Extracted data entries:
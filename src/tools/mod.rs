//! Demo tools exposed by the command-line front end.
//!
//! - `weather`: `get_weather(city, unit = "celsius")`, canned data
//! - `math`: `solve_math_problem(python_code)`, runs a Python script

pub mod math;
pub mod weather;

use crate::agent_core::errors::AgentError;
use crate::agent_core::tool_registry::ToolRegistry;

/// A registry holding every demo tool, weather first.
pub fn demo_registry() -> Result<ToolRegistry, AgentError> {
    let mut registry = ToolRegistry::new();
    weather::register(&mut registry);
    math::register(&mut registry)?;
    Ok(registry)
}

**What is required**
What you give back should be exactly the lines of the entries above from the one containing "weather::register(&mut registry);" to the end, and nothing more.

**Output below**
    weather::register(&mut registry);
    math::register(&mut registry)?;
    Ok(registry)
}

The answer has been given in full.